An amyloid is a deposit of fragments found in many organs derived from breakdown (proteolysis ) of a larger precursor protein. In the case of serum amyloid, the protein component is an immunoglobulin. When the amyloid deposition causes disease it is often due to a mutation in the precursor protein causing abnormal proteolytic processing (Primary amyloidosis). This is seen in familial Alzheimer’s disease and in hereditary cerebral haemorrhage with amyloidosis of Dutch type (HCHWA-D). The amyloid deposition is the result of other disease in secondary amyloidosis, as in sporadic Alzheimer Disease.

Neurofibillary tangles are amyloid, however, the term amyloid is retained for description of deposits of B-amyloid in plaque cores outside the cells and in blood vessels and to use Neurofibillary tangles to describe the intraneuronal protein deposits which are, nevertheless, an amyloid according to their histochemical staining properties. and PHF Amyloid deposits are also found in normal old age, Down’s syndrome, ALS-Parkinsonism-Dementia complex of Guam (diffuse plaques), Dementia pugilistica (diffuse plaques), Hereditary cerebral haemonhage with amyloidosis of Dutch type (HCHWA-D) (vascular) and Sporadic cerebral angiopathy (vascular).

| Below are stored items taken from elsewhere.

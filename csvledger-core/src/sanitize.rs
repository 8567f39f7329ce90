//! Character sanitization for raw input lines

use regex::Regex;
use std::sync::LazyLock;

static NON_ASCII_RUN: LazyLock<Regex> =
    LazyLock::new(|| Regex::new(r"[^\x00-\x7F]+").expect("non-ASCII pattern is valid"));

/// Replace every maximal run of non-ASCII characters with a single `_`.
///
/// Line terminators are ASCII, so line boundaries never move.
pub fn sanitize(line: &str) -> String {
    NON_ASCII_RUN.replace_all(line, "_").into_owned()
}

pub fn sanitize_all(lines: &[String]) -> Vec<String> {
    lines.iter().map(|line| sanitize(line)).collect()
}
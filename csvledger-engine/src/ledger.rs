//! `ledger convert` as the conversion engine.
//!
//! The engine input goes to a temporary file that lives exactly as long as
//! the call; stdout is captured in full.

use std::ffi::OsString;
use std::io::Write;
use std::path::{Path, PathBuf};
use std::process::{Command, Stdio};

use crate::engine::{ConversionEngine, ConversionRequest, EngineError};

pub const DEFAULT_LEDGER_BIN: &str = "ledger";
/// Journal `ledger` reads its account and payee declarations from.
pub const DEFAULT_JOURNAL_FILE: &str = "csv2journal.txt";

#[derive(Debug, Clone)]
pub struct LedgerCli {
    program: PathBuf,
    journal: PathBuf,
}

impl LedgerCli {
    pub fn new(program: impl Into<PathBuf>, journal: impl Into<PathBuf>) -> Self {
        Self {
            program: program.into(),
            journal: journal.into(),
        }
    }

    /// `-f <journal> convert <input> --input-date-format <fmt> --account <acct>
    /// --generated <extra…>`
    pub fn arguments(&self, input: &Path, request: &ConversionRequest<'_>) -> Vec<OsString> {
        let mut args: Vec<OsString> = vec![
            "-f".into(),
            self.journal.clone().into(),
            "convert".into(),
            input.into(),
            "--input-date-format".into(),
            request.date_format.into(),
            "--account".into(),
            request.account.into(),
            "--generated".into(),
        ];
        args.extend(request.extra_args.iter().map(OsString::from));
        args
    }
}

impl ConversionEngine for LedgerCli {
    fn convert(&self, request: &ConversionRequest<'_>) -> Result<String, EngineError> {
        let mut input = tempfile::Builder::new()
            .prefix("csvledger-")
            .suffix(".csv")
            .tempfile()?;
        input.write_all(request.input.as_bytes())?;
        input.flush()?;

        let program = self.program.display().to_string();
        let args = self.arguments(input.path(), request);
        log::debug!("running {program} {args:?}");

        let output = Command::new(&self.program)
            .args(&args)
            .stdin(Stdio::null())
            .output()
            .map_err(|source| EngineError::Spawn {
                program: program.clone(),
                source,
            })?;

        let stderr = String::from_utf8_lossy(&output.stderr).trim().to_string();
        if !output.status.success() {
            return Err(EngineError::Failed {
                program,
                status: output.status,
                stderr,
            });
        }
        if !stderr.is_empty() {
            log::warn!("{program}: {stderr}");
        }

        Ok(String::from_utf8_lossy(&output.stdout).into_owned())
    }
}
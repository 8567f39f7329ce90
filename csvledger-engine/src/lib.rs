//! csvledger-engine: the boundary to the external CSV → journal converter

pub mod engine;
pub mod ledger;
pub mod postformat;

pub use engine::{ConversionEngine, ConversionRequest, EngineError};
pub use ledger::{LedgerCli, DEFAULT_JOURNAL_FILE, DEFAULT_LEDGER_BIN};
pub use postformat::PostFormat;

Scrapie -type plaques are different from Alzheimer Disease senile plaques and they are found in the spongiform encephalopathies or prion diseases: which include Creuttfeldt-Jakob disease (CJD), Kuru, Gerstmarin-Straussler-Scheinken syndrome (GSS), Scrapie, and Bovine spongiform encephalopathy (BSE).

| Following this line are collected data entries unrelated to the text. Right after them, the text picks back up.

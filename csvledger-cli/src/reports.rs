//! `csvledger reports`: page through saved report commands.
//!
//! A reports file starts with two header lines. After that, `#` lines describe
//! the next report and the first other non-blank line is its command.

use anyhow::{bail, Context, Result};
use crossterm::{cursor::MoveTo, execute, terminal::Clear, terminal::ClearType};
use std::fs;
use std::io::{BufRead, Write};
use std::path::Path;

pub const DEFAULT_REPORTS_FILE: &str = "reports.txt";

const HEADER_LINES: usize = 2;
const PROMPT: &str = "h = previous report, l = next report, q = quit [h/l/q] ? ";

#[derive(Debug, Clone, PartialEq, Eq)]
pub struct Report {
    pub explanation: String,
    pub command: String,
}

pub fn parse_reports(text: &str) -> Vec<Report> {
    let mut reports = Vec::new();
    let mut explanation = String::new();
    for line in text.lines().skip(HEADER_LINES) {
        if line.starts_with('#') {
            explanation.push_str(line);
            explanation.push('\n');
            continue;
        }
        let command = line.trim();
        if command.is_empty() {
            continue;
        }
        reports.push(Report {
            explanation: explanation.trim().to_string(),
            command: command.to_string(),
        });
        explanation.clear();
    }
    reports
}

pub fn load_reports(path: &Path) -> Result<Vec<Report>> {
    let text = fs::read_to_string(path).with_context(|| format!("read {}", path.display()))?;
    let reports = parse_reports(&text);
    if reports.is_empty() {
        bail!("No reports found in {}", path.display());
    }
    Ok(reports)
}

#[derive(Debug, Clone, Copy, PartialEq, Eq)]
enum Action {
    Previous,
    Next,
    Quit,
    Redraw,
}

impl Action {
    fn parse(input: &str) -> Self {
        match input.trim() {
            "h" => Action::Previous,
            "l" => Action::Next,
            "q" => Action::Quit,
            _ => Action::Redraw,
        }
    }
}

/// Interactive loop over `reports`; `h` and `l` wrap around, `q` or end of input quits.
pub fn run_pager(reports: &[Report], mut input: impl BufRead, mut out: impl Write) -> Result<()> {
    if reports.is_empty() {
        bail!("No reports to show");
    }
    let mut index = 0;
    loop {
        show(&mut out, &reports[index])?;
        write!(out, "{PROMPT}")?;
        out.flush()?;

        let mut answer = String::new();
        if input.read_line(&mut answer)? == 0 {
            writeln!(out)?;
            return Ok(());
        }
        index = match Action::parse(&answer) {
            Action::Previous => (index + reports.len() - 1) % reports.len(),
            Action::Next => (index + 1) % reports.len(),
            Action::Quit => return Ok(()),
            Action::Redraw => index,
        };
    }
}

fn show(out: &mut impl Write, report: &Report) -> Result<()> {
    execute!(out, Clear(ClearType::All), MoveTo(0, 0))?;
    writeln!(out, "{}", report.explanation)?;
    writeln!(out, "{}", report.command)?;
    Ok(())
}
//! Account identifiers and their storage encoding.
//!
//! Registry keys may spell the `:` namespace separator as `___` so they stay
//! plain identifiers in formats that dislike colons in keys.

use std::fmt;

pub const ENCODED_SEPARATOR: &str = "___";

/// An account identifier in canonical colon form, e.g. `Assets:Bank:Checking`.
#[derive(Debug, Clone, PartialEq, Eq, PartialOrd, Ord, Hash)]
pub struct AccountName(String);

impl AccountName {
    /// Accepts either spelling; `Assets___Bank` and `Assets:Bank` are the same account.
    pub fn parse(raw: &str) -> Self {
        Self(raw.trim().replace(ENCODED_SEPARATOR, ":"))
    }

    pub fn as_str(&self) -> &str {
        &self.0
    }
}

impl fmt::Display for AccountName {
    fn fmt(&self, f: &mut fmt::Formatter<'_>) -> fmt::Result {
        f.write_str(&self.0)
    }
}
//! csvledger-accounts: the account registry and per-account conversion settings

pub mod config;
pub mod error;
pub mod name;
pub mod registry;

pub use config::{AccountConfig, ExtraArgs, RawAccountConfig, SkipLines};
pub use error::AccountError;
pub use name::{AccountName, ENCODED_SEPARATOR};
pub use registry::{Registry, RegistryFormat, DEFAULT_REGISTRY_FILE};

Aluminium is implicated in plaque formation. Edwardson and colleagues isolated plaque cores stripped of protein and they found that the remainder of the core is inorganic – Aluminium, and Silicon. Earlier studies claimed that tangle-bearing neurones in Alzheimer Disease and ALS-Parkinsonism-Dementia complex of Guam also contain elevated levels of Aluminium. Aluminium is neurotoxic (e.g. dialysis encephalopathy), but most Aluminium is excreted and very little crosses the blood brain barrier. In plasma Aluminium is bound to transferrin and accumulates in rat brain in areas with highest levels of transferrin receptors. Epidemiological studies have reported a small increased risk of dementia in geographical areas with high Aluminium in drinking water – these studies are greatly criticised.

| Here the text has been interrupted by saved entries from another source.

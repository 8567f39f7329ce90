//! Re-attach source rows to the transactions the engine generated from them.
//!
//! The engine is opaque: the only link between an output transaction and its
//! source row is position. The engine must emit exactly one transaction per
//! row, in input order. That count is checked before anything is annotated.

use regex::Regex;
use std::sync::LazyLock;
use thiserror::Error;

use crate::line::LinePair;

static TRANSACTION_START: LazyLock<Regex> =
    LazyLock::new(|| Regex::new(r"^[0-9]+").expect("transaction start pattern is valid"));

/// First annotation line written under every transaction header.
pub const ANNOTATION_MARKER: &str = "    ; CSV data:\n";

#[derive(Debug, Error, PartialEq, Eq)]
pub enum CorrelationError {
    #[error(
        "engine produced {transactions} transaction(s) for {pairs} source row(s); \
         rows must map one-to-one and in order onto generated transactions"
    )]
    CountMismatch { transactions: usize, pairs: usize },
}

/// A transaction header starts with a digit (the posting date).
pub fn is_transaction_start(line: &str) -> bool {
    TRANSACTION_START.is_match(line)
}

pub fn count_transaction_starts(lines: &[String]) -> usize {
    lines.iter().filter(|line| is_transaction_start(line)).count()
}

/// Copy `output` and, after the i-th transaction header, add the provenance of `pairs[i]`.
///
/// Fails without producing anything when the number of transaction headers
/// differs from the number of pairs.
pub fn correlate(output: &[String], pairs: &[LinePair]) -> Result<Vec<String>, CorrelationError> {
    let transactions = count_transaction_starts(output);
    if transactions != pairs.len() {
        return Err(CorrelationError::CountMismatch {
            transactions,
            pairs: pairs.len(),
        });
    }

    let mut annotated = Vec::with_capacity(output.len() + 3 * pairs.len());
    let mut pending = pairs.iter();
    for line in output {
        if !is_transaction_start(line) {
            annotated.push(line.clone());
            continue;
        }
        annotated.push(terminated(line));
        if let Some(pair) = pending.next() {
            annotated.push(ANNOTATION_MARKER.to_string());
            annotated.push(format!("    ; from : {}\n", pair.rewritten.trim()));
            annotated.push(format!("    ; (raw): {}\n", pair.original.trim()));
        }
    }
    log::debug!("annotated {transactions} transaction(s)");
    Ok(annotated)
}

fn terminated(line: &str) -> String {
    if line.ends_with('\n') {
        line.to_string()
    } else {
        format!("{line}\n")
    }
}

#[cfg(test)]
mod tests {
    use super::*;

    fn lines(items: &[&str]) -> Vec<String> {
        items.iter().map(|s| s.to_string()).collect()
    }

    #[test]
    fn test_transaction_start_shape() {
        assert!(is_transaction_start("01/02 Cafe\n"));
        assert!(is_transaction_start("2024-01-02 * Cafe\n"));
        assert!(!is_transaction_start("    Expenses:Food  3.50\n"));
        assert!(!is_transaction_start("; comment\n"));
        assert!(!is_transaction_start("\n"));
    }

    #[test]
    fn test_single_transaction() {
        let output = lines(&[
            "01/02 Cafe\n",
            "    Expenses:Unknown  3.50\n",
            "    Assets:Bank\n",
            "\n",
        ]);
        let pairs = vec![LinePair::new("1,Coffee,-3.50\n", "1,Cafe,-3.50\n")];
        let annotated = correlate(&output, &pairs).unwrap();
        assert_eq!(
            annotated,
            lines(&[
                "01/02 Cafe\n",
                "    ; CSV data:\n",
                "    ; from : 1,Cafe,-3.50\n",
                "    ; (raw): 1,Coffee,-3.50\n",
                "    Expenses:Unknown  3.50\n",
                "    Assets:Bank\n",
                "\n",
            ])
        );
    }

    #[test]
    fn test_unterminated_last_header() {
        let annotated = correlate(&lines(&["01/02 Cafe"]), &[LinePair::unchanged("x")]).unwrap();
        assert_eq!(annotated[0], "01/02 Cafe\n");
        assert_eq!(annotated.len(), 4);
    }

    #[test]
    fn test_underrun_and_overrun() {
        let output = lines(&["01/02 A\n", "    x\n", "01/03 B\n", "    y\n"]);
        let one = vec![LinePair::unchanged("a")];
        assert_eq!(
            correlate(&output, &one),
            Err(CorrelationError::CountMismatch {
                transactions: 2,
                pairs: 1
            })
        );

        let three = vec![
            LinePair::unchanged("a"),
            LinePair::unchanged("b"),
            LinePair::unchanged("c"),
        ];
        assert_eq!(
            correlate(&output, &three),
            Err(CorrelationError::CountMismatch {
                transactions: 2,
                pairs: 3
            })
        );
    }

    #[test]
    fn test_empty_output_and_pairs() {
        assert_eq!(correlate(&[], &[]), Ok(Vec::new()));
    }
}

Amyloid isolated from meningeal blood vessels in brains affected by Alzheimer disease is called B-protein or A4-protein or AB. The deposit is filamentous and insoluble forming diffuse plaques. Diffuse plaques occur in the cerebellum as well as widely distributed throughout other areas of brain. Many intellectually intact brains have abundant diffuse plaques. Diffuse plaques are probably not damaging to the brain and are often presumed to be precursors of the classical plaque – but this is not proven. Down’s syndrome brains at around age 20 years have diffuse deposits but no neuritic involvement nor Neurofibillary tangles. Thus, AB deposition is taken to be first manifestation of AD pathology.

The amyloidal precursor protein (APP) gene is located on chromosome 21. APP is a member of a family of homologous proteins. In the brain, APP is made mainly found in neurones. It has been suggested that the formation of the AB and hence amyloid deposits may result from an imbalance in the proportion of APP forms expressed in the brain. Down’s cases develop amyloid deposits in their twenties. Down’s patients have an extra copy of APP gene on the third copy of chromosome 21; this leads to elevated expression of APP and Down’s syndrome patients after age 35 have a pathology indistinguishable from AD.